• Exercise directions: Can you quote, word for word, every line from the first line of the records below through the line containing "filename common/src/lib.rs", and nothing else?

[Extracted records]
════════════════════
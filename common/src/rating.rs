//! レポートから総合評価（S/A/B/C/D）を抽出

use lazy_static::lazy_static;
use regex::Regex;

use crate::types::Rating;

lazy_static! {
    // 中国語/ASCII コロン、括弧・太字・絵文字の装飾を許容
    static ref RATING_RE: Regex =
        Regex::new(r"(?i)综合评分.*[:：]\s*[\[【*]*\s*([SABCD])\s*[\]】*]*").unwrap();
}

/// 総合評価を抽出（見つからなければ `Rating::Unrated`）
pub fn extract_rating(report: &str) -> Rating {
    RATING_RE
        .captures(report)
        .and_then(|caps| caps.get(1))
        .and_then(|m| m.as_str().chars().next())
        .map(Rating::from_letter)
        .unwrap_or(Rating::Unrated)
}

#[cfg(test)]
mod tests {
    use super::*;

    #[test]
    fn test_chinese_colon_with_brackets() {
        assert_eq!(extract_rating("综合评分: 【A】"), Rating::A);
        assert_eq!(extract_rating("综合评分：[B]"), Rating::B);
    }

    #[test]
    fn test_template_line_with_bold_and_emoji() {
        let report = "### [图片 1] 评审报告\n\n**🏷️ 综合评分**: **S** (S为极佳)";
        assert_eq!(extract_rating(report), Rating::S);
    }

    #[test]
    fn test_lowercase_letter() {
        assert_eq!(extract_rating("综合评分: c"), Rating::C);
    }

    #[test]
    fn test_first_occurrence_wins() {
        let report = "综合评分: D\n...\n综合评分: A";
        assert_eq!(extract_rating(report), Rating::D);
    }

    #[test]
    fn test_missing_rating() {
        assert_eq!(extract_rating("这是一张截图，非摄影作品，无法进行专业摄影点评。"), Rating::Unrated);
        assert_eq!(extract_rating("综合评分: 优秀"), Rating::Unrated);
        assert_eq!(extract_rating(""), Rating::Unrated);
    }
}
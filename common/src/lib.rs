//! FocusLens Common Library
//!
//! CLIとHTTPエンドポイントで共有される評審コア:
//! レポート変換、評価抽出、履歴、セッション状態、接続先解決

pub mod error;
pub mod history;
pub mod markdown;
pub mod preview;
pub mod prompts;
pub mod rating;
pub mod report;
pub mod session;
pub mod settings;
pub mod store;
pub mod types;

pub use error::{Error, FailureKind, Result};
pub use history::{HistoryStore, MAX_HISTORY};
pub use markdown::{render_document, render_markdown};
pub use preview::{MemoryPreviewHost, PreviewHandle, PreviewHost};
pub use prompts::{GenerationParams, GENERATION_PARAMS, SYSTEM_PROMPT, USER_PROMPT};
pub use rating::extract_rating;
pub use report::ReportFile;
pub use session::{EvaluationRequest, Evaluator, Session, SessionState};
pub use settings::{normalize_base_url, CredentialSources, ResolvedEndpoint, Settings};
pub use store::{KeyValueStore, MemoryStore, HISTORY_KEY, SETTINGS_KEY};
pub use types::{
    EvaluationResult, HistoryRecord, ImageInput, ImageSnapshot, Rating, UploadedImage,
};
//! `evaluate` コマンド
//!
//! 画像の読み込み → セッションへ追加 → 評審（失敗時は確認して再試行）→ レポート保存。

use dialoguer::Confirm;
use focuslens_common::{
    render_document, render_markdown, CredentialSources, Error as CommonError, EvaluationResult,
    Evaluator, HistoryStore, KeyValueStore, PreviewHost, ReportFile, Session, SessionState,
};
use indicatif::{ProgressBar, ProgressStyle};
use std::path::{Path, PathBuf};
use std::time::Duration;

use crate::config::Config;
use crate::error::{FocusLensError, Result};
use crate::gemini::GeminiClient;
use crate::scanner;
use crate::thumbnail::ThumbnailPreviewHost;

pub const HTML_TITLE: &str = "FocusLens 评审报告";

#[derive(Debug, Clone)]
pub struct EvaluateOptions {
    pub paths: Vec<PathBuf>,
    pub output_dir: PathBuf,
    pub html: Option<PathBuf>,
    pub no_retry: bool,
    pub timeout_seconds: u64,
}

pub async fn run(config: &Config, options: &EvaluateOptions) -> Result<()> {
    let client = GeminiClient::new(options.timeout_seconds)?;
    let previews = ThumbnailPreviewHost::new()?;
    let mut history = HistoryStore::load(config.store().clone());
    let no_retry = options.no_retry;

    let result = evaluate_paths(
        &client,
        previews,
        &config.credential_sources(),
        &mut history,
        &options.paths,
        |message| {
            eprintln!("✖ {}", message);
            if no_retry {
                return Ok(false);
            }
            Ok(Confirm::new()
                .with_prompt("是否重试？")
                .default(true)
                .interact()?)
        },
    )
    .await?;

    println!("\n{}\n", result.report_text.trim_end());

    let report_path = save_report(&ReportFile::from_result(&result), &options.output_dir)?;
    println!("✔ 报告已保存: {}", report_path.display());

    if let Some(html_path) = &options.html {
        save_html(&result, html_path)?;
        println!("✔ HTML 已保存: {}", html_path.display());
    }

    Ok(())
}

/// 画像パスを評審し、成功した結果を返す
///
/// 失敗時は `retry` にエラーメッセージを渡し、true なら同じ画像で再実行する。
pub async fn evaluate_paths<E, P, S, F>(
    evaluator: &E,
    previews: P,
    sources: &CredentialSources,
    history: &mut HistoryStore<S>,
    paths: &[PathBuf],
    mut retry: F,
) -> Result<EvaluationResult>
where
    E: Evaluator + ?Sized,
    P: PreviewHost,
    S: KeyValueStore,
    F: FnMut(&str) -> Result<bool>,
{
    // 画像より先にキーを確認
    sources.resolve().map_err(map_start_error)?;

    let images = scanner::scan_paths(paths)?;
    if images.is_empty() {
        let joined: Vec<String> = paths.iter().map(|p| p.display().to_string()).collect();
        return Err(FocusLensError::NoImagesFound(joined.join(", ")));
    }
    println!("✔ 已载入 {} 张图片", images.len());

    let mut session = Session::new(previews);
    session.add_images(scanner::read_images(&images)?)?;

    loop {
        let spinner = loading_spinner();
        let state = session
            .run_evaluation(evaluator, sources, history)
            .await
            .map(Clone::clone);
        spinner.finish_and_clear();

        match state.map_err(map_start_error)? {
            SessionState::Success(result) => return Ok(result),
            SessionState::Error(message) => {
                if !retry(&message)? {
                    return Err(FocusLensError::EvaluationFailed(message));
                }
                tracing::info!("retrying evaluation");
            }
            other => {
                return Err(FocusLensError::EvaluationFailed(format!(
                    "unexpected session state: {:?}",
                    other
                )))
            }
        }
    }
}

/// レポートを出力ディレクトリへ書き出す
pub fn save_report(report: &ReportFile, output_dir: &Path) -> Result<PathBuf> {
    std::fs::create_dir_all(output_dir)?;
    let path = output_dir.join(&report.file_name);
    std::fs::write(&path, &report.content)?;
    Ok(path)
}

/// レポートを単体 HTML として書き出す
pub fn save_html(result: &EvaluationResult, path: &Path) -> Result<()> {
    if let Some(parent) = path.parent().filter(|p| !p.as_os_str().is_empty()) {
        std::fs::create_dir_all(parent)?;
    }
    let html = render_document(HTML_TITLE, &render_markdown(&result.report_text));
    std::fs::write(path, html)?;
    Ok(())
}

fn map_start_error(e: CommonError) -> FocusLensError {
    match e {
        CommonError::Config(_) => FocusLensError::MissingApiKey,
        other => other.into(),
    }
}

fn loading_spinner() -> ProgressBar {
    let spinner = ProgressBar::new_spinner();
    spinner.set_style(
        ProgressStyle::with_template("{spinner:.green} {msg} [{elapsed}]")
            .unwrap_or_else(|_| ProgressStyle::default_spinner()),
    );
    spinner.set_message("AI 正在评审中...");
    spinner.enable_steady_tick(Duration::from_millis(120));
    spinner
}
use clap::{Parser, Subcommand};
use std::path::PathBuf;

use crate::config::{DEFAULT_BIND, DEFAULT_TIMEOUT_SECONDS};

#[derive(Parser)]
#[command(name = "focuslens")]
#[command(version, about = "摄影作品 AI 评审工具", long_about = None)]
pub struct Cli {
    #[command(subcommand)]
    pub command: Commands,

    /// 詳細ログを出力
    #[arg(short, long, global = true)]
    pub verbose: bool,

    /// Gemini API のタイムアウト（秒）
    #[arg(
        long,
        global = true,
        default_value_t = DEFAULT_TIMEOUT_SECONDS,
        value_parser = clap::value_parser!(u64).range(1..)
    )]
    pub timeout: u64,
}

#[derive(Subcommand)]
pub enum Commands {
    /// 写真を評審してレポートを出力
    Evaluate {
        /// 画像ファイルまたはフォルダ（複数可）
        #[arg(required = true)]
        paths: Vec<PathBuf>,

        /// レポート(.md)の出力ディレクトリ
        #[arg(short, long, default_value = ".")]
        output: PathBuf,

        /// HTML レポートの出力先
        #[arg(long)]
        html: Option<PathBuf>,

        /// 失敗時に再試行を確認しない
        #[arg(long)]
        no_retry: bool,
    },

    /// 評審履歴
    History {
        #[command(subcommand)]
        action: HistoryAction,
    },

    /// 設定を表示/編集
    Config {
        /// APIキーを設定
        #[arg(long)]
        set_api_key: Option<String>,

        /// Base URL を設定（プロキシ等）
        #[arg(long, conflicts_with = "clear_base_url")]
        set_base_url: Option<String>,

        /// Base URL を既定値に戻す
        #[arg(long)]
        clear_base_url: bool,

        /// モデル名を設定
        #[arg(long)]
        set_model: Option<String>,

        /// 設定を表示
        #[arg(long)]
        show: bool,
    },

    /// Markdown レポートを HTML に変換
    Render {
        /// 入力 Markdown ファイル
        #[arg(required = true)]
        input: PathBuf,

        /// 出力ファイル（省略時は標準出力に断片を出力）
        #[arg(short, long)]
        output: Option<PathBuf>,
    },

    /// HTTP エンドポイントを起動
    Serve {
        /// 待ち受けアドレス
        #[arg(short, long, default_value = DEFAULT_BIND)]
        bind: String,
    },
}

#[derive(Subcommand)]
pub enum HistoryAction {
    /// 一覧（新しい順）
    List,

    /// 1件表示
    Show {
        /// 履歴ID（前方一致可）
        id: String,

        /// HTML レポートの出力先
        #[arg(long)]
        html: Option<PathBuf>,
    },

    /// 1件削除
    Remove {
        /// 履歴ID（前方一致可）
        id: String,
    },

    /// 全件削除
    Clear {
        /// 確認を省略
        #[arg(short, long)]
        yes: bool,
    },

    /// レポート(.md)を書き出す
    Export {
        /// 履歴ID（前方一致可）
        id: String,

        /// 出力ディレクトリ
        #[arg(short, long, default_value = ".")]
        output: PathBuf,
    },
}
════════════════════
• Final answer:
filename common/src/rating.rs
//! レポートから総合評価（S/A/B/C/D）を抽出

use lazy_static::lazy_static;
use regex::Regex;

use crate::types::Rating;

lazy_static! {
    // 中国語/ASCII コロン、括弧・太字・絵文字の装飾を許容
    static ref RATING_RE: Regex =
        Regex::new(r"(?i)综合评分.*[:：]\s*[\[【*]*\s*([SABCD])\s*[\]】*]*").unwrap();
}

/// 総合評価を抽出（見つからなければ `Rating::Unrated`）
pub fn extract_rating(report: &str) -> Rating {
    RATING_RE
        .captures(report)
        .and_then(|caps| caps.get(1))
        .and_then(|m| m.as_str().chars().next())
        .map(Rating::from_letter)
        .unwrap_or(Rating::Unrated)
}

#[cfg(test)]
mod tests {
    use super::*;

    #[test]
    fn test_chinese_colon_with_brackets() {
        assert_eq!(extract_rating("综合评分: 【A】"), Rating::A);
        assert_eq!(extract_rating("综合评分：[B]"), Rating::B);
    }

    #[test]
    fn test_template_line_with_bold_and_emoji() {
        let report = "### [图片 1] 评审报告\n\n**🏷️ 综合评分**: **S** (S为极佳)";
        assert_eq!(extract_rating(report), Rating::S);
    }

    #[test]
    fn test_lowercase_letter() {
        assert_eq!(extract_rating("综合评分: c"), Rating::C);
    }

    #[test]
    fn test_first_occurrence_wins() {
        let report = "综合评分: D\n...\n综合评分: A";
        assert_eq!(extract_rating(report), Rating::D);
    }

    #[test]
    fn test_missing_rating() {
        assert_eq!(extract_rating("这是一张截图，非摄影作品，无法进行专业摄影点评。"), Rating::Unrated);
        assert_eq!(extract_rating("综合评分: 优秀"), Rating::Unrated);
        assert_eq!(extract_rating(""), Rating::Unrated);
    }
}
filename common/src/lib.rs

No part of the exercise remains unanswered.